A really good question came up at one point when we talked about work/life balance: “How do you get your employees to go home when they get paid overtime for staying later?” The answer is so simple that it sounds like it must be wrong: stop paying overtime. But ultimately, if you say you want employees to behave a certain way, then your policies need to support that behavior, or you are just going to confuse them, and the behavior that results may be the worst thing for your organization.
Think about it: if you want people to leave work earlier, then paying them to stay later is not going to encourage them to go home. Why would they? Obviously, you value putting extra time into work, so much so that you will pay extra for it, and if that’s what you are going to do (and you are willing to pay for it), then do not be surprised when your employees stick around longer. If anything, you may be encouraging inefficiency as they drag out their work so it takes more than the regular work day to get it done. People may listen to the words you say, like “go spend time with your family,” but they pay more attention to your actions (especially when those actions involve money). They will follow your policies more than they follow your words.

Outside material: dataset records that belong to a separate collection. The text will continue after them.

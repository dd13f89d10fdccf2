// Licensed to the Apache Software Foundation (ASF) under one
// or more contributor license agreements.  See the NOTICE file
// distributed with this work for additional information
// regarding copyright ownership.  The ASF licenses this file
// to you under the Apache License, Version 2.0 (the
// "License"); you may not use this file except in compliance
// with the License.  You may obtain a copy of the License at
//
//   http://www.apache.org/licenses/LICENSE-2.0
//
// Unless required by applicable law or agreed to in writing,
// software distributed under the License is distributed on an
// "AS IS" BASIS, WITHOUT WARRANTIES OR CONDITIONS OF ANY
// KIND, either express or implied.  See the License for the
// specific language governing permissions and limitations
// under the License.

//! Static route table of the azuqua api.

use std::collections::HashMap;
use std::fmt::{Display, Formatter};

use azuqua_core::{Error, Result};
use http::Method;
use once_cell::sync::Lazy;
use percent_encoding::utf8_percent_encode;
use serde_json::{Map, Value};

use crate::constants::URI_COMPONENT_ENCODE_SET;

/// A path pattern plus the http method used to reach it.
///
/// The pattern may contain `:name` segments which are filled at request time.
#[derive(Clone, Debug, PartialEq, Eq)]
pub struct RouteTemplate {
    path: &'static str,
    method: Method,
}

impl RouteTemplate {
    /// Create a new route template.
    pub const fn new(path: &'static str, method: Method) -> Self {
        Self { path, method }
    }

    /// The raw path pattern, like `/flo/:alias/invoke`.
    pub fn path(&self) -> &'static str {
        self.path
    }

    /// The http method of this route.
    pub fn method(&self) -> &Method {
        &self.method
    }

    /// Names of the placeholders in order of appearance.
    pub fn placeholders(&self) -> impl Iterator<Item = &'static str> {
        self.path
            .split('/')
            .filter_map(|segment| segment.strip_prefix(':'))
    }

    /// Fill placeholders by position.
    ///
    /// The number of values must match the number of placeholders exactly.
    pub fn resolve(&self, values: &[&str]) -> Result<String> {
        let mut values = values.iter();
        let path = render(self.path, |name| {
            values.next().map(|v| v.to_string()).ok_or_else(|| {
                Error::parameter_mismatch(format!(
                    "missing value for placeholder :{name} in {}",
                    self.path
                ))
            })
        })?;

        let left = values.count();
        if left > 0 {
            return Err(Error::parameter_mismatch(format!(
                "{left} values left over after filling {}",
                self.path
            )));
        }

        Ok(path)
    }

    /// Fill placeholders by name, consuming the matching keys from `params`.
    ///
    /// Only string and number values can fill a placeholder.
    pub fn resolve_named(&self, params: &mut Map<String, Value>) -> Result<String> {
        resolve_path_named(self.path, params)
    }
}

/// Fill the placeholders of any path pattern by name, consuming the matching keys.
pub(crate) fn resolve_path_named(pattern: &str, params: &mut Map<String, Value>) -> Result<String> {
    render(pattern, |name| match params.remove(name) {
        Some(Value::String(v)) => Ok(v),
        Some(Value::Number(v)) => Ok(v.to_string()),
        Some(v) => Err(Error::parameter_mismatch(format!(
            "placeholder :{name} in {pattern} can't be filled with {v}"
        ))),
        None => Err(Error::parameter_mismatch(format!(
            "missing value for placeholder :{name} in {pattern}"
        ))),
    })
}

/// Check if a path pattern carries any `:name` segment.
pub(crate) fn has_placeholders(pattern: &str) -> bool {
    pattern.split('/').any(|segment| segment.starts_with(':'))
}

fn render(pattern: &str, mut lookup: impl FnMut(&str) -> Result<String>) -> Result<String> {
    let mut segments = Vec::new();
    for segment in pattern.split('/') {
        match segment.strip_prefix(':') {
            Some(name) => {
                let value = lookup(name)?;
                if value.is_empty() {
                    return Err(Error::parameter_mismatch(format!(
                        "empty value for placeholder :{name} in {pattern}"
                    )));
                }
                segments.push(utf8_percent_encode(&value, &URI_COMPONENT_ENCODE_SET).to_string())
            }
            None => segments.push(segment.to_string()),
        }
    }

    Ok(segments.join("/"))
}

/// All logical operations of the azuqua api.
#[derive(Clone, Copy, Debug, PartialEq, Eq, Hash)]
pub enum Route {
    /// Read the definition of a flo.
    ReadFlo,
    /// Invoke a flo.
    Invoke,
    /// Resume a paused flo execution.
    Resume,
    /// Inject data into a flo.
    Inject,
    /// Turn a flo on.
    Enable,
    /// Turn a flo off.
    Disable,
    /// List all flos of the account.
    Flos,
    /// Schedule a flo.
    Schedule,
    /// Retry a flo execution.
    Retry,
    /// Read the inputs of a flo.
    Inputs,
    /// Read the outputs of a flo.
    Outputs,
    /// Read the telemetry data of a flo execution.
    ReadFloExecutionTelemetry,
    /// Read the metrics of a flo execution.
    ReadFloExecutionMetrics,
    /// Read the past executions of a flo.
    ReadFloPastExecutions,
    /// Read the orgs and groups of the user.
    Groups,
    /// Create a rule.
    CreateRule,
    /// Read a rule.
    ReadRule,
    /// Update a rule.
    UpdateRule,
    /// Delete a rule.
    DeleteRule,
    /// Read all rules of the account.
    ReadAllRules,
    /// Link a rule to a flo.
    LinkRuleAndFlo,
    /// Read the connectors of an org.
    GetOrgConnectors,
}

static ROUTES_BY_NAME: Lazy<HashMap<&'static str, Route>> =
    Lazy::new(|| Route::ALL.iter().map(|r| (r.name(), *r)).collect());

impl Route {
    /// Every route in table order.
    pub const ALL: [Route; 22] = [
        Route::ReadFlo,
        Route::Invoke,
        Route::Resume,
        Route::Inject,
        Route::Enable,
        Route::Disable,
        Route::Flos,
        Route::Schedule,
        Route::Retry,
        Route::Inputs,
        Route::Outputs,
        Route::ReadFloExecutionTelemetry,
        Route::ReadFloExecutionMetrics,
        Route::ReadFloPastExecutions,
        Route::Groups,
        Route::CreateRule,
        Route::ReadRule,
        Route::UpdateRule,
        Route::DeleteRule,
        Route::ReadAllRules,
        Route::LinkRuleAndFlo,
        Route::GetOrgConnectors,
    ];

    /// Look a route up by its api name, like `readFlo`.
    pub fn from_name(name: &str) -> Option<Route> {
        ROUTES_BY_NAME.get(name).copied()
    }

    /// The api name of this route.
    pub fn name(&self) -> &'static str {
        match self {
            Route::ReadFlo => "readFlo",
            Route::Invoke => "invoke",
            Route::Resume => "resume",
            Route::Inject => "inject",
            Route::Enable => "enable",
            Route::Disable => "disable",
            Route::Flos => "flos",
            Route::Schedule => "schedule",
            Route::Retry => "retry",
            Route::Inputs => "inputs",
            Route::Outputs => "outputs",
            Route::ReadFloExecutionTelemetry => "readFloExecutionTelemetry",
            Route::ReadFloExecutionMetrics => "readFloExecutionMetrics",
            Route::ReadFloPastExecutions => "readFloPastExecutions",
            Route::Groups => "groups",
            Route::CreateRule => "createRule",
            Route::ReadRule => "readRule",
            Route::UpdateRule => "updateRule",
            Route::DeleteRule => "deleteRule",
            Route::ReadAllRules => "readAllRules",
            Route::LinkRuleAndFlo => "linkRuleAndFlo",
            Route::GetOrgConnectors => "getOrgConnectors",
        }
    }

    /// The path pattern and method of this route.
    pub fn template(&self) -> RouteTemplate {
        match self {
            Route::ReadFlo => RouteTemplate::new("/flo/:alias/read", Method::GET),
            Route::Invoke => RouteTemplate::new("/flo/:alias/invoke", Method::POST),
            Route::Resume => RouteTemplate::new("/flo/:alias/resume/:exec", Method::POST),
            Route::Inject => RouteTemplate::new("/flo/:alias/inject", Method::POST),
            Route::Enable => RouteTemplate::new("/flo/:alias/enable", Method::POST),
            Route::Disable => RouteTemplate::new("/flo/:alias/disable", Method::POST),
            Route::Flos => RouteTemplate::new("/account/flos", Method::GET),
            Route::Schedule => RouteTemplate::new("/flo/:alias/schedule", Method::POST),
            Route::Retry => RouteTemplate::new("/flo/:alias/retry", Method::POST),
            Route::Inputs => RouteTemplate::new("/flo/:alias/inputs", Method::GET),
            Route::Outputs => RouteTemplate::new("/flo/:alias/outputs", Method::GET),
            Route::ReadFloExecutionTelemetry => {
                RouteTemplate::new("/telemetry/:alias/:exec/data", Method::GET)
            }
            Route::ReadFloExecutionMetrics => {
                RouteTemplate::new("/telemetry/:alias/:exec/metrics", Method::GET)
            }
            Route::ReadFloPastExecutions => {
                RouteTemplate::new("/telemetry/:alias/executions", Method::GET)
            }
            Route::Groups => RouteTemplate::new("/user/orgs", Method::GET),
            Route::CreateRule => RouteTemplate::new("/rule", Method::POST),
            Route::ReadRule => RouteTemplate::new("/rule/:id", Method::GET),
            Route::UpdateRule => RouteTemplate::new("/rule/:id", Method::PUT),
            Route::DeleteRule => RouteTemplate::new("/rule/:id", Method::DELETE),
            Route::ReadAllRules => RouteTemplate::new("/rules", Method::GET),
            Route::LinkRuleAndFlo => {
                RouteTemplate::new("/rule/:ruleId/associate/:floId", Method::POST)
            }
            Route::GetOrgConnectors => RouteTemplate::new("/connectors/:orgId", Method::GET),
        }
    }
}

impl Display for Route {
    fn fmt(&self, f: &mut Formatter<'_>) -> std::fmt::Result {
        f.write_str(self.name())
    }
}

Consider the issue of collaboration in the workplace. Complex companies realize their employees are more valuable when they collaborate than when they operate independently. But when performance reviews come around, what kind of work gets the most attention? For most companies, the vast majority of a performance appraisal deals with an employee’s individual results. If that is what you evaluate, then that must be what is important, and so your employees will focus on their individual work, which may be exactly the opposite of what you need.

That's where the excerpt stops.